■ **The problem**
In the records below, how many lines hold the string "small"? Give only the number.

Extracted information Block Start

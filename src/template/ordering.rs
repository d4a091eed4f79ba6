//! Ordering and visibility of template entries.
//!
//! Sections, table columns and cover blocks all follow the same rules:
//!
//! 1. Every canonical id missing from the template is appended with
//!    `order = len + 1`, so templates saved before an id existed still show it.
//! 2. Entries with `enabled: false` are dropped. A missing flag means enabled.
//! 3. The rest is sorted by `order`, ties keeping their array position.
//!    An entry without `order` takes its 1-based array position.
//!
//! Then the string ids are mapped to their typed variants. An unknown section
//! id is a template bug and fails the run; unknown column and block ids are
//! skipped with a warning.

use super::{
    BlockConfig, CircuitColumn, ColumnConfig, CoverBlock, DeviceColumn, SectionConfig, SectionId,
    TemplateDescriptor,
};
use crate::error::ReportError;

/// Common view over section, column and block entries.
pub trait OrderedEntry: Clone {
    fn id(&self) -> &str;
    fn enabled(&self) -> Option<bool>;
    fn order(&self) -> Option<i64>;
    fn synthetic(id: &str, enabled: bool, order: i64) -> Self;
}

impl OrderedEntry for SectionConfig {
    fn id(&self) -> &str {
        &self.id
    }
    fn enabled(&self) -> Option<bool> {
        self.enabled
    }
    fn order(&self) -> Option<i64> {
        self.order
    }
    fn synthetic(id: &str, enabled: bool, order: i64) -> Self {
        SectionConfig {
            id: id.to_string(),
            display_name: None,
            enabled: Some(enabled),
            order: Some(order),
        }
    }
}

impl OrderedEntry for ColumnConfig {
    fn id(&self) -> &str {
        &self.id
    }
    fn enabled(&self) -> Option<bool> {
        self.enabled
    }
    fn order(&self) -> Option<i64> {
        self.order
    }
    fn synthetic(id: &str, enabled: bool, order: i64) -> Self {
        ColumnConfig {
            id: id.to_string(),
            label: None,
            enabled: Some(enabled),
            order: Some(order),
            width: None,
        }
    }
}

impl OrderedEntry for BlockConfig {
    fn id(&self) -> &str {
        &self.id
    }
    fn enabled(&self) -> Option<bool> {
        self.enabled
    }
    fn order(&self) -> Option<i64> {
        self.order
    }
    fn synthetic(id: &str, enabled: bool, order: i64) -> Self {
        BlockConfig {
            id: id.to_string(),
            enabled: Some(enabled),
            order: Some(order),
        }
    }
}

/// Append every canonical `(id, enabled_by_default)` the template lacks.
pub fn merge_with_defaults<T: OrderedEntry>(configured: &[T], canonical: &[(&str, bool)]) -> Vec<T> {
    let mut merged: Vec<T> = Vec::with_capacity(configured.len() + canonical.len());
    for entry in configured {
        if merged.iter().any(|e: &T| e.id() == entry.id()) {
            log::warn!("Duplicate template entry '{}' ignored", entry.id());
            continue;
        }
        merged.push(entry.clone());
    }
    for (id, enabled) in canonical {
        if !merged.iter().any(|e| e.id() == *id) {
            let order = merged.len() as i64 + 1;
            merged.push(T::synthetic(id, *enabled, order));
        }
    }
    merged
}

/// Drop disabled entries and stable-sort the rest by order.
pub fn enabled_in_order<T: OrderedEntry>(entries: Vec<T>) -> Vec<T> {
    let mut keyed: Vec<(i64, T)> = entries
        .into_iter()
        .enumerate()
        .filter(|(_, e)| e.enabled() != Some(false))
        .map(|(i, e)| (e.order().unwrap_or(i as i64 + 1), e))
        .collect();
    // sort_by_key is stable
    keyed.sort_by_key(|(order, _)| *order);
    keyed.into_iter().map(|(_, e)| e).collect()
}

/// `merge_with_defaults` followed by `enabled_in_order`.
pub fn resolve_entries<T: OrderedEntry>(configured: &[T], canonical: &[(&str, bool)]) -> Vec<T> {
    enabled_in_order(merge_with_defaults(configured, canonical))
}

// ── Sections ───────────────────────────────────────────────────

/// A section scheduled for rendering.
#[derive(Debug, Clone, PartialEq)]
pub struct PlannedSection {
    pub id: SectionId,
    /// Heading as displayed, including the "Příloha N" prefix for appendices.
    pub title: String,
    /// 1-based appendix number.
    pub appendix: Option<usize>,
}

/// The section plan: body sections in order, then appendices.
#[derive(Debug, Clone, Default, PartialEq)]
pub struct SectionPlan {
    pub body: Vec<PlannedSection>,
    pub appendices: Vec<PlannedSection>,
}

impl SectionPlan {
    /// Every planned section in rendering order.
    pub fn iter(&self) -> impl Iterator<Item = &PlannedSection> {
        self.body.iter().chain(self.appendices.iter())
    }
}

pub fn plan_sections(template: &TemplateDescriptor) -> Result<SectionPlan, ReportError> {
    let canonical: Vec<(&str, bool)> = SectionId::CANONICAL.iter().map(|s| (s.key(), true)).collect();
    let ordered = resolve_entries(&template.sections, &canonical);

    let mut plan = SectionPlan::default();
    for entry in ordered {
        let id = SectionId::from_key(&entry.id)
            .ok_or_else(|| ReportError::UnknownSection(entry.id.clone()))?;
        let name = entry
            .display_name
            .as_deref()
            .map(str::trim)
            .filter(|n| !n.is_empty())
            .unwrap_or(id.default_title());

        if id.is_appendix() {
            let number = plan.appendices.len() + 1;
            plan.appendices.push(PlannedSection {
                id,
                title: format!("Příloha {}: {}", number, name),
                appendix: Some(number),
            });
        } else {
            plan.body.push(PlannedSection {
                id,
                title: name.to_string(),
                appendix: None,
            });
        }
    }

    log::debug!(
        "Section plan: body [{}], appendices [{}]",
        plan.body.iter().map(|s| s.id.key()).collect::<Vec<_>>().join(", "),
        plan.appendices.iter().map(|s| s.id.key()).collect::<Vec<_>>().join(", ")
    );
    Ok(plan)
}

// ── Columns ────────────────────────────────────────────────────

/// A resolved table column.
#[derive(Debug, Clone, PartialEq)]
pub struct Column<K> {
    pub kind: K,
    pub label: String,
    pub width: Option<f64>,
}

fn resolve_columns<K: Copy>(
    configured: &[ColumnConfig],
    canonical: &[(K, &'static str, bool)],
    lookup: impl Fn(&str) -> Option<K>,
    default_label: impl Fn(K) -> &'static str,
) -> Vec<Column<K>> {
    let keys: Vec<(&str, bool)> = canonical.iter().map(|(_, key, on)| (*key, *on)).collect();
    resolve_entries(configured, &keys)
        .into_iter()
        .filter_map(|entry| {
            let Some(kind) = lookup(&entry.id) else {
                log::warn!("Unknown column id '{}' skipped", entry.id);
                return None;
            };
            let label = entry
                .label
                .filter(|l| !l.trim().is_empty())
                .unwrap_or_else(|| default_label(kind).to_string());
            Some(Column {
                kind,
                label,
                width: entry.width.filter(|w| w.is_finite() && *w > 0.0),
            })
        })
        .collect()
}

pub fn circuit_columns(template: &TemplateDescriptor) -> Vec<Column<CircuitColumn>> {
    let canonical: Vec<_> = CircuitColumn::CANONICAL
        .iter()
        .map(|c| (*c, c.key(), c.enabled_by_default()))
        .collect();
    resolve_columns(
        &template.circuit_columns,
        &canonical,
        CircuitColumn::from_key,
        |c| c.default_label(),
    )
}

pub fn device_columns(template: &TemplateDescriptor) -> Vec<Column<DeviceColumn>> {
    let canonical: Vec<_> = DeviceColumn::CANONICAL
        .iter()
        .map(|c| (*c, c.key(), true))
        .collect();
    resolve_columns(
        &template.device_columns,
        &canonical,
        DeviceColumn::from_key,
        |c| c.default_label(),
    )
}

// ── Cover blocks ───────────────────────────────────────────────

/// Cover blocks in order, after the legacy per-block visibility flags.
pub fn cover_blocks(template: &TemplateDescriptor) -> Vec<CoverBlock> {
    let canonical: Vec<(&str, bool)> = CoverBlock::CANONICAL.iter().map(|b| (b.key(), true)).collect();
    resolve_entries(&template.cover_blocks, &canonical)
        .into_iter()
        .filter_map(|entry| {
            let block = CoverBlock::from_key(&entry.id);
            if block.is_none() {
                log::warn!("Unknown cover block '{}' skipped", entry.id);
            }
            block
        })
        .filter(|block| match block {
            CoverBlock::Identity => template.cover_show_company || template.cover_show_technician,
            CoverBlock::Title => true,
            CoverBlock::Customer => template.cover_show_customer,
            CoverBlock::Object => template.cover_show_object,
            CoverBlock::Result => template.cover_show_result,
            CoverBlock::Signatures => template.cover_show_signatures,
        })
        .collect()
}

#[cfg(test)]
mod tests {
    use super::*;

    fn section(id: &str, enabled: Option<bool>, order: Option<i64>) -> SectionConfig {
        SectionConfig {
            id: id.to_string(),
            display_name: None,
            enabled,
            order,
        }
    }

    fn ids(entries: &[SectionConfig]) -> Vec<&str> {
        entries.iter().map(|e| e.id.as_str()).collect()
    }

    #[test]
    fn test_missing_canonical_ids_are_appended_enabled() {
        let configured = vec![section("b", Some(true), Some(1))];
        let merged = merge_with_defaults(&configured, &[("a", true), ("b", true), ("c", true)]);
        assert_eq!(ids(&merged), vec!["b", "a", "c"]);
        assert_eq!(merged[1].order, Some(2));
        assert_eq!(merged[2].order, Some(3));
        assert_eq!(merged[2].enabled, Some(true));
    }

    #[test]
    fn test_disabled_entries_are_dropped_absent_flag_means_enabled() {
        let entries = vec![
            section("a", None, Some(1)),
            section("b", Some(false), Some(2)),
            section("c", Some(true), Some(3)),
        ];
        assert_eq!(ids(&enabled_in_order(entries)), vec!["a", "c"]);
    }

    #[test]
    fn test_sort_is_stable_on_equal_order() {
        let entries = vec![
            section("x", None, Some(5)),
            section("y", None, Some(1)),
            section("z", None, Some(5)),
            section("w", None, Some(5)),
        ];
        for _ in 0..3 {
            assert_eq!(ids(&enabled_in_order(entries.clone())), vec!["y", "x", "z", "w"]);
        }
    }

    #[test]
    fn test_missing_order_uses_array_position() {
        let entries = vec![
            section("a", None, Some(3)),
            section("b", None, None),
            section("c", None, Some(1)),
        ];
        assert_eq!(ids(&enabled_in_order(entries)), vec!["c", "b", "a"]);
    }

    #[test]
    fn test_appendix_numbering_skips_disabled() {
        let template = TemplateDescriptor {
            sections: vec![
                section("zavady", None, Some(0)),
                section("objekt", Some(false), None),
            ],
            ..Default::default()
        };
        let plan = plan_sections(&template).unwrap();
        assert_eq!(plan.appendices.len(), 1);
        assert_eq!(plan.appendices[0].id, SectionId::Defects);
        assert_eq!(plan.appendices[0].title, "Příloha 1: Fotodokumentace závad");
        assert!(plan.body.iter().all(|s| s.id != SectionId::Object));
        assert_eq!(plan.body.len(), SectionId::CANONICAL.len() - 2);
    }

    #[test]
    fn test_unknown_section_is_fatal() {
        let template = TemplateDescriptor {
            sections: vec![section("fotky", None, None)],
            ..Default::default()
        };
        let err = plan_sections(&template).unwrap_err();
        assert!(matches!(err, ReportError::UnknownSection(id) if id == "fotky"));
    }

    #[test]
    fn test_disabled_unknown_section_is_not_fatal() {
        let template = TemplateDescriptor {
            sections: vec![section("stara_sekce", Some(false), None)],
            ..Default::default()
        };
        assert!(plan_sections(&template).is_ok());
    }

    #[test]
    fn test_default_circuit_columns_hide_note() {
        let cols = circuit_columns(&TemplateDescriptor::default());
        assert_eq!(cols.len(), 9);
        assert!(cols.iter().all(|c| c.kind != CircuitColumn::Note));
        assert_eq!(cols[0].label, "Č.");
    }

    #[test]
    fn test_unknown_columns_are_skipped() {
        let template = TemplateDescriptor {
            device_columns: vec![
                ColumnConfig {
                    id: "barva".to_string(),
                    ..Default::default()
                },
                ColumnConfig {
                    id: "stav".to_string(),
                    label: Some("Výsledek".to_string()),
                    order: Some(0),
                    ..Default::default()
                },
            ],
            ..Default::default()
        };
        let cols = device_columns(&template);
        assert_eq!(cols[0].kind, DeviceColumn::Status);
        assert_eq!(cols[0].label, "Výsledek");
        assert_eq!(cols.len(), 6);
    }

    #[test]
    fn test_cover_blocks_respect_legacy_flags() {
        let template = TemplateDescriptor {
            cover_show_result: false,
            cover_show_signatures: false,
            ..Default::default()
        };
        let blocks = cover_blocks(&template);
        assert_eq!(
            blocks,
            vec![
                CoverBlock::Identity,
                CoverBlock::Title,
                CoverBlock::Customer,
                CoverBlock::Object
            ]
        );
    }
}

Extracted information Block End
Extracted information Block Start

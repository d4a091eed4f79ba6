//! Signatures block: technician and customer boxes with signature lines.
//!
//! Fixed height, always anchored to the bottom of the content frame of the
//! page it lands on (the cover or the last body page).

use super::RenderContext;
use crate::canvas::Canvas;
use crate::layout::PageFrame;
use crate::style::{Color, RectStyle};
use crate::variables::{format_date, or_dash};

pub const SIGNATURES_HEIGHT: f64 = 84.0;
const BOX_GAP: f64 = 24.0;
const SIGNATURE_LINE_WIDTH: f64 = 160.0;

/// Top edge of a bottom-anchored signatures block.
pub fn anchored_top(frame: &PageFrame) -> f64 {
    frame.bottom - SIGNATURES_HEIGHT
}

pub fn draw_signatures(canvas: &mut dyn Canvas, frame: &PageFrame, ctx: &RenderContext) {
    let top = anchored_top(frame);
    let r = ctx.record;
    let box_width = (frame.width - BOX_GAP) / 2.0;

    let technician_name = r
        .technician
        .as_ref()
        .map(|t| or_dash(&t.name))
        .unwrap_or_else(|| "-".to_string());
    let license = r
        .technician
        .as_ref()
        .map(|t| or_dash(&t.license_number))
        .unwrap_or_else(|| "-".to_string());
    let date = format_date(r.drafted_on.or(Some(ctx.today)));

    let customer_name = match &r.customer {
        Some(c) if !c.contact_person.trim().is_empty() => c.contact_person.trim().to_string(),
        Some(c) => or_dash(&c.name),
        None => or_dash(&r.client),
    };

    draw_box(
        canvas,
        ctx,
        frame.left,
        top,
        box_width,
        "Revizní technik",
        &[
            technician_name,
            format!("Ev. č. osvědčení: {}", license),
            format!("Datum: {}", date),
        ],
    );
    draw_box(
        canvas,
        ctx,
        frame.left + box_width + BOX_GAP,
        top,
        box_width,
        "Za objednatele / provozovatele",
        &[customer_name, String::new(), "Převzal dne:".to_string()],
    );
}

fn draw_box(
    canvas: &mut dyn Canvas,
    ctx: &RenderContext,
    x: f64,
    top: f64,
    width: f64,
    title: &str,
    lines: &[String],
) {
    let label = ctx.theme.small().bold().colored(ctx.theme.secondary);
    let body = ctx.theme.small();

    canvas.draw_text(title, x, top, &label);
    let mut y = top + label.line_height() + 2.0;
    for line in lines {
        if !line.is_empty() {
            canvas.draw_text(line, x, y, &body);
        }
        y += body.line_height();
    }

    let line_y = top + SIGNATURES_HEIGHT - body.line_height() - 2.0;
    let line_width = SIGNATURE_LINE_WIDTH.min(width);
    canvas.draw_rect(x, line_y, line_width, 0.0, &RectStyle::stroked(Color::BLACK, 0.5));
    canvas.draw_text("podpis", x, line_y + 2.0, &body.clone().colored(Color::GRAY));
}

Extracted information Block End
Extracted information Block Start

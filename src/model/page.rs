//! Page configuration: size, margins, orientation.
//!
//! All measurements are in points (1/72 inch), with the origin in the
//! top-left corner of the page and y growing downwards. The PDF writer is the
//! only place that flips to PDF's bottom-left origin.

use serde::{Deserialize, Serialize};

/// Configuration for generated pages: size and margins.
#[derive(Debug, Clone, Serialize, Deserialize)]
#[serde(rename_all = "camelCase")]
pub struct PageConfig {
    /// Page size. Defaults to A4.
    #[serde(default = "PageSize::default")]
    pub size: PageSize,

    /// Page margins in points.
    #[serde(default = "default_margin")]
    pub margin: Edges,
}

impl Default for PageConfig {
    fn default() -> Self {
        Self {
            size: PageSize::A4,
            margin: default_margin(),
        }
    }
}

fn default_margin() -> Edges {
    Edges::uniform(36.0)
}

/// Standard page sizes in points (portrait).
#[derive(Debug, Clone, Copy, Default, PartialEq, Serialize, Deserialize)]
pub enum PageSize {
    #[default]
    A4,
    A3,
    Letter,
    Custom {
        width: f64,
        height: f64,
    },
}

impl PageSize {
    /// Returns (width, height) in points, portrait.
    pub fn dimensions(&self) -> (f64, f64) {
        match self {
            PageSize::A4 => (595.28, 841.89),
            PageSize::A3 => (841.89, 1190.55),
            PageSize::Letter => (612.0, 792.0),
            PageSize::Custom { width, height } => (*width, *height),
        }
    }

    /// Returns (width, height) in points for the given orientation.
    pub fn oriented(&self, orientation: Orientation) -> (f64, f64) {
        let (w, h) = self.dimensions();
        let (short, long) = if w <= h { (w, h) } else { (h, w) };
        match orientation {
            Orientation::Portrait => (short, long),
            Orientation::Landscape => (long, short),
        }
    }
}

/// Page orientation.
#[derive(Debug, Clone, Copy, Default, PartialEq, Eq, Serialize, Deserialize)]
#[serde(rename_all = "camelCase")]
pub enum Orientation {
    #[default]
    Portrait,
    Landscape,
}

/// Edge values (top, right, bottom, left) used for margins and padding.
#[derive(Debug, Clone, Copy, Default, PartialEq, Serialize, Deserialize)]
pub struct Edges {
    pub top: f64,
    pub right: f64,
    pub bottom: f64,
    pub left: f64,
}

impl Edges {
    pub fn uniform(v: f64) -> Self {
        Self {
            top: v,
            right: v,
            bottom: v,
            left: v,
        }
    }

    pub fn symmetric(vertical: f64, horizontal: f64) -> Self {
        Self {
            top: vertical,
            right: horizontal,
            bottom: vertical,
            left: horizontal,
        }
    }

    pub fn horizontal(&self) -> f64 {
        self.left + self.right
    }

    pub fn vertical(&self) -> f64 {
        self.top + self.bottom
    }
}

Extracted information Block End

■ **Solved problem**
2